Authors talked about things around versioning, tracking, and monitoring but a principle that we see people want that wasn’t mentioned is this:

As of today, a lot of the things in ML are not automated. They are manual or semi-manual.

In theory, you could automatically optimize hyperparameters for every model to infinity, but in practice, you are tweaking the model config based on the results exploration.

When models fail in production, you don’t know right away from the logs what happened (most of the time).

You need to take a look, inspect, debug, and compare model versions.

Obviously, you experiment a lot during the model development, and then comparing models is key.

But what happens later when those manually-built models hit retraining pipelines?

You still need to compare the in-prod automatically re-trained models with the initial, manually-built ones.

Especially when things don’t go as planned, and the new model version isn’t actually better than the old one.

And those comparisons and inspections are manual.

Automated continuous monitoring (+ manual periodic inspection)

So I am all for automation.

Automating mundane tasks. Automating unit tests. Automating health checks.

And when we speak about continuous monitoring, it is basically automated monitoring of various ML health checks.

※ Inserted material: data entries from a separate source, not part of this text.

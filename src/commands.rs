pub mod recheck;
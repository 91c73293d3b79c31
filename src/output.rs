use std::collections::BTreeMap;

use anyhow::{Context, Result};
use serde::Serialize;

use sitemapper_frontier::CrawlFrontier;

#[derive(Debug, Serialize)]
struct FailedUrl {
    url: String,
    referrers: Vec<String>,
}

#[derive(Debug, Serialize)]
struct FailureGroup {
    error: String,
    urls: Vec<FailedUrl>,
}

/// One URL per line, ASCII-sorted, newline-terminated.
pub async fn write_discovered(path: &str, mut urls: Vec<String>) -> Result<()> {
    urls.sort_unstable();
    let mut out = String::new();
    for url in &urls {
        out.push_str(url);
        out.push('\n');
    }
    tokio::fs::write(path, out)
        .await
        .with_context(|| format!("write {path}"))
}

/// YAML report of failed URLs grouped by verbatim error string. Groups are
/// sorted by error, URLs within a group by URL, referrers ASCII-sorted.
pub async fn write_failed(path: &str, frontier: &CrawlFrontier) -> Result<()> {
    let groups = failure_groups(frontier);
    let yaml = serde_yaml::to_string(&groups).context("serialize failure report")?;
    tokio::fs::write(path, yaml)
        .await
        .with_context(|| format!("write {path}"))
}

fn failure_groups(frontier: &CrawlFrontier) -> Vec<FailureGroup> {
    let mut by_error: BTreeMap<String, Vec<FailedUrl>> = BTreeMap::new();
    for (url, error) in frontier.failures() {
        let referrers = frontier.referrers_of(&url);
        by_error
            .entry(error)
            .or_default()
            .push(FailedUrl { url, referrers });
    }
    by_error
        .into_iter()
        .map(|(error, mut urls)| {
            urls.sort_by(|a, b| a.url.cmp(&b.url));
            FailureGroup { error, urls }
        })
        .collect()
}
/// Diagnostic hook into the crawl. All methods default to no-ops so callers
/// only override the points they care about.
pub trait CrawlObserver: Send + Sync {
    fn on_enqueue(&self, _url: &str, _source: Option<&str>) {}
    fn on_fetch_start(&self, _url: &str, _attempt: u32) {}
    fn on_fetch_complete(&self, _url: &str, _outcome: &str) {}
    fn on_discover(&self, _url: &str) {}
}

pub struct NoopObserver;

impl CrawlObserver for NoopObserver {}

You need to answer two questions before you do that:

  • What do you know can go wrong, and can you set up health checks for that?
  • Do you even have a real need to set up those health checks?

Yep, many teams don’t really need production model monitoring.

I mean, you can inspect things manually once a week. Find problems you didn’t know you had. Get more familiar with your problem.

As Shreya Shankar shared in her “Thoughts on ML Engineering After a Year of my PhD”, you may not need model monitoring. Just retrain your model periodically.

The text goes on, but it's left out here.